Saved entries:
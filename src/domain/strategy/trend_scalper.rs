//! Short-horizon trend follower on the mid price.
//!
//! Buys when the short moving average rises above the long one by more than
//! `trend_threshold` (relative), sells when it falls below. Orders are only
//! emitted when the signal changes.

use super::{required_symbol, Strategy};
use crate::domain::error::HftaError;
use crate::domain::order::OrderIntent;
use crate::domain::quote::{Quote, Side};
use crate::ports::config_port::ConfigPort;
use std::collections::{BTreeMap, VecDeque};

#[derive(Debug, Clone, Copy, PartialEq, Eq)]
pub enum TrendSignal {
    Up,
    Down,
}

#[derive(Debug, Clone)]
pub struct MicroTrendScalper {
    name: String,
    symbol: String,
    pub order_quantity: f64,
    short_window: usize,
    long_window: usize,
    pub trend_threshold: f64,
    pub max_position: f64,
    prices: VecDeque<f64>,
    last_signal: Option<TrendSignal>,
}

impl MicroTrendScalper {
    pub const KIND: &'static str = "micro_trend_scalper";

    pub fn new(
        name: &str,
        symbol: &str,
        short_window: usize,
        long_window: usize,
    ) -> Result<Self, HftaError> {
        validate_windows(name, short_window as i64, long_window as i64)?;
        Ok(Self {
            name: name.to_string(),
            symbol: symbol.to_uppercase(),
            order_quantity: 1.0,
            short_window,
            long_window,
            trend_threshold: 0.0005,
            max_position: 5.0,
            prices: VecDeque::with_capacity(long_window + 1),
            last_signal: None,
        })
    }

    pub fn from_config(
        name: &str,
        config: &dyn ConfigPort,
        section: &str,
    ) -> Result<Self, HftaError> {
        let symbol = required_symbol(config, section)?;
        let short_window = config.get_int(section, "short_window", 5);
        let long_window = config.get_int(section, "long_window", 20);
        validate_windows(name, short_window, long_window)?;

        let mut scalper = Self::new(name, &symbol, short_window as usize, long_window as usize)?;
        scalper.order_quantity = config.get_double(section, "order_quantity", 1.0);
        scalper.trend_threshold = config.get_double(section, "trend_threshold", 0.0005);
        scalper.max_position = config.get_double(section, "max_position", 5.0);
        Ok(scalper)
    }

    pub fn short_window(&self) -> usize {
        self.short_window
    }

    pub fn long_window(&self) -> usize {
        self.long_window
    }

    pub fn last_signal(&self) -> Option<TrendSignal> {
        self.last_signal
    }

    fn signal_intent(&self, signal: TrendSignal, mid: f64) -> OrderIntent {
        let (side, quantity, tag) = match signal {
            TrendSignal::Up => (
                Side::Buy,
                self.order_quantity.min(self.max_position),
                "trend_up",
            ),
            TrendSignal::Down => (Side::Sell, self.order_quantity, "trend_down"),
        };
        OrderIntent::limit(&self.symbol, side, quantity, mid)
            .with_strategy(&self.name)
            .with_meta("strategy", &self.name)
            .with_meta("signal", tag)
    }
}

fn validate_windows(name: &str, short: i64, long: i64) -> Result<(), HftaError> {
    if short <= 0 || long <= 0 {
        return Err(HftaError::InvalidStrategy {
            name: name.to_string(),
            reason: "short_window and long_window must be > 0".into(),
        });
    }
    if short >= long {
        return Err(HftaError::InvalidStrategy {
            name: name.to_string(),
            reason: "short_window must be < long_window".into(),
        });
    }
    Ok(())
}

/// Mean of whichever sides of the book are present.
fn mid_price(quote: &Quote) -> Option<f64> {
    match (quote.bid, quote.ask) {
        (Some(b), Some(a)) => Some((b + a) / 2.0),
        (Some(p), None) | (None, Some(p)) => Some(p),
        (None, None) => None,
    }
}

impl Strategy for MicroTrendScalper {
    fn name(&self) -> &str {
        &self.name
    }

    fn kind(&self) -> &'static str {
        Self::KIND
    }

    fn symbol(&self) -> &str {
        &self.symbol
    }

    fn set_symbol(&mut self, symbol: &str) {
        let symbol = symbol.to_uppercase();
        if symbol != self.symbol {
            self.symbol = symbol;
            self.prices.clear();
            self.last_signal = None;
        }
    }

    fn on_quote(&mut self, quote: &Quote) -> Vec<OrderIntent> {
        if !quote.symbol.eq_ignore_ascii_case(&self.symbol) {
            return Vec::new();
        }
        let Some(mid) = mid_price(quote) else {
            return Vec::new();
        };

        self.prices.push_back(mid);
        while self.prices.len() > self.long_window {
            self.prices.pop_front();
        }
        if self.prices.len() < self.long_window {
            return Vec::new();
        }

        let short = self.prices.iter().rev().take(self.short_window).sum::<f64>()
            / self.short_window as f64;
        let long = self.prices.iter().sum::<f64>() / self.prices.len() as f64;
        if long == 0.0 {
            return Vec::new();
        }

        let rel = (short - long) / long;
        let signal = if rel > self.trend_threshold {
            Some(TrendSignal::Up)
        } else if rel < -self.trend_threshold {
            Some(TrendSignal::Down)
        } else {
            None
        };

        let previous = std::mem::replace(&mut self.last_signal, signal);
        match signal {
            Some(s) if previous != Some(s) => vec![self.signal_intent(s, mid)],
            _ => Vec::new(),
        }
    }

    fn params(&self) -> BTreeMap<String, f64> {
        BTreeMap::from([
            ("order_quantity".to_string(), self.order_quantity),
            ("short_window".to_string(), self.short_window as f64),
            ("long_window".to_string(), self.long_window as f64),
            ("trend_threshold".to_string(), self.trend_threshold),
            ("max_position".to_string(), self.max_position),
        ])
    }

    fn set_param(&mut self, key: &str, value: f64) -> bool {
        if !value.is_finite() {
            return false;
        }
        match key {
            "order_quantity" => self.order_quantity = value,
            "trend_threshold" => self.trend_threshold = value,
            "max_position" => self.max_position = value,
            "short_window" | "long_window" => {
                let window = value.round() as i64;
                let (short, long) = if key == "short_window" {
                    (window, self.long_window as i64)
                } else {
                    (self.short_window as i64, window)
                };
                if validate_windows(&self.name, short, long).is_err() {
                    return false;
                }
                self.short_window = short as usize;
                self.long_window = long as usize;
                while self.prices.len() > self.long_window {
                    self.prices.pop_front();
                }
            }
            _ => return false,
        }
        true
    }
}

#[cfg(test)]
mod tests {
    use super::*;
    use crate::adapters::file_config_adapter::FileConfigAdapter;

    fn sample_scalper() -> MicroTrendScalper {
        let mut s = MicroTrendScalper::new("trend_AAPL", "AAPL", 2, 4).unwrap();
        s.trend_threshold = 0.001;
        s
    }

    fn feed(s: &mut MicroTrendScalper, mids: &[f64]) -> Vec<Vec<OrderIntent>> {
        mids.iter()
            .map(|m| s.on_quote(&Quote::with_bid_ask("AAPL", m - 0.01, m + 0.01)))
            .collect()
    }

    #[test]
    fn window_validation() {
        assert!(MicroTrendScalper::new("t", "AAPL", 0, 5).is_err());
        assert!(MicroTrendScalper::new("t", "AAPL", 5, 5).is_err());
        assert!(MicroTrendScalper::new("t", "AAPL", 6, 5).is_err());
        assert!(MicroTrendScalper::new("t", "AAPL", 3, 5).is_ok());
    }

    #[test]
    fn from_config_rejects_negative_window() {
        let cfg = FileConfigAdapter::from_string("[s]\nsymbol = AAPL\nshort_window = -1\n").unwrap();
        assert!(matches!(
            MicroTrendScalper::from_config("t", &cfg, "s"),
            Err(HftaError::InvalidStrategy { .. })
        ));
    }

    #[test]
    fn from_config_defaults() {
        let cfg = FileConfigAdapter::from_string("[s]\nsymbol = msft\n").unwrap();
        let s = MicroTrendScalper::from_config("t", &cfg, "s").unwrap();
        assert_eq!(s.symbol(), "MSFT");
        assert_eq!(s.short_window(), 5);
        assert_eq!(s.long_window(), 20);
        assert!((s.trend_threshold - 0.0005).abs() < f64::EPSILON);
    }

    #[test]
    fn waits_for_full_window() {
        let mut s = sample_scalper();
        let out = feed(&mut s, &[100.0, 101.0, 102.0]);
        assert!(out.iter().all(|v| v.is_empty()));
    }

    #[test]
    fn uptrend_emits_single_buy() {
        let mut s = sample_scalper();
        let out = feed(&mut s, &[100.0, 100.0, 101.0, 102.0, 103.0]);
        let buys: Vec<_> = out.iter().flatten().collect();
        assert_eq!(buys.len(), 1);
        assert_eq!(buys[0].side, Side::Buy);
        assert_eq!(buys[0].meta.get("signal").map(String::as_str), Some("trend_up"));
        assert_eq!(s.last_signal(), Some(TrendSignal::Up));
    }

    #[test]
    fn downtrend_emits_sell_at_mid() {
        let mut s = sample_scalper();
        let out = feed(&mut s, &[103.0, 103.0, 102.0, 101.0]);
        let last = &out[3];
        assert_eq!(last.len(), 1);
        assert_eq!(last[0].side, Side::Sell);
        assert!((last[0].limit_price.unwrap() - 101.0).abs() < 1e-9);
    }

    #[test]
    fn flat_resets_signal_so_trend_can_repeat() {
        let mut s = sample_scalper();
        feed(&mut s, &[100.0, 100.0, 101.0, 102.0]);
        assert_eq!(s.last_signal(), Some(TrendSignal::Up));
        feed(&mut s, &[102.0, 102.0, 102.0, 102.0]);
        assert_eq!(s.last_signal(), None);
        let out = feed(&mut s, &[103.0, 104.0]);
        assert_eq!(out.iter().flatten().count(), 1);
    }

    #[test]
    fn buy_quantity_capped_by_max_position() {
        let mut s = sample_scalper();
        s.order_quantity = 10.0;
        s.max_position = 3.0;
        let out = feed(&mut s, &[100.0, 100.0, 101.0, 102.0]);
        let buy = out.iter().flatten().next().unwrap();
        assert!((buy.quantity - 3.0).abs() < f64::EPSILON);
    }

    #[test]
    fn uses_single_side_when_other_missing() {
        let mut q = Quote::with_bid_ask("AAPL", 10.0, 12.0);
        assert_eq!(mid_price(&q), Some(11.0));
        q.ask = None;
        assert_eq!(mid_price(&q), Some(10.0));
        q.bid = None;
        assert_eq!(mid_price(&q), None);
    }

    #[test]
    fn window_params_keep_ordering() {
        let mut s = sample_scalper();
        assert!(!s.set_param("short_window", 4.0));
        assert!(s.set_param("short_window", 2.6));
        assert_eq!(s.short_window(), 3);
        assert!(!s.set_param("long_window", 3.0));
        assert!(s.set_param("long_window", 8.0));
        assert_eq!(s.params()["long_window"], 8.0);
        assert!(!s.set_param("spread", 1.0));
    }
}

_EXERCISE REQUIREMENTS_: Up to and including the final line of the data above, please copy every line exactly, starting from the one that contains "assert_eq!(last[0].side, Side::Sell);".

_SOLUTION_:
        assert_eq!(last[0].side, Side::Sell);
        assert!((last[0].limit_price.unwrap() - 101.0).abs() < 1e-9);
    }

    #[test]
    fn flat_resets_signal_so_trend_can_repeat() {
        let mut s = sample_scalper();
        feed(&mut s, &[100.0, 100.0, 101.0, 102.0]);
        assert_eq!(s.last_signal(), Some(TrendSignal::Up));
        feed(&mut s, &[102.0, 102.0, 102.0, 102.0]);
        assert_eq!(s.last_signal(), None);
        let out = feed(&mut s, &[103.0, 104.0]);
        assert_eq!(out.iter().flatten().count(), 1);
    }

    #[test]
    fn buy_quantity_capped_by_max_position() {
        let mut s = sample_scalper();
        s.order_quantity = 10.0;
        s.max_position = 3.0;
        let out = feed(&mut s, &[100.0, 100.0, 101.0, 102.0]);
        let buy = out.iter().flatten().next().unwrap();
        assert!((buy.quantity - 3.0).abs() < f64::EPSILON);
    }

    #[test]
    fn uses_single_side_when_other_missing() {
        let mut q = Quote::with_bid_ask("AAPL", 10.0, 12.0);
        assert_eq!(mid_price(&q), Some(11.0));
        q.ask = None;
        assert_eq!(mid_price(&q), Some(10.0));
        q.bid = None;
        assert_eq!(mid_price(&q), None);
    }

    #[test]
    fn window_params_keep_ordering() {
        let mut s = sample_scalper();
        assert!(!s.set_param("short_window", 4.0));
        assert!(s.set_param("short_window", 2.6));
        assert_eq!(s.short_window(), 3);
        assert!(!s.set_param("long_window", 3.0));
        assert!(s.set_param("long_window", 8.0));
        assert_eq!(s.params()["long_window"], 8.0);
        assert!(!s.set_param("spread", 1.0));
    }
}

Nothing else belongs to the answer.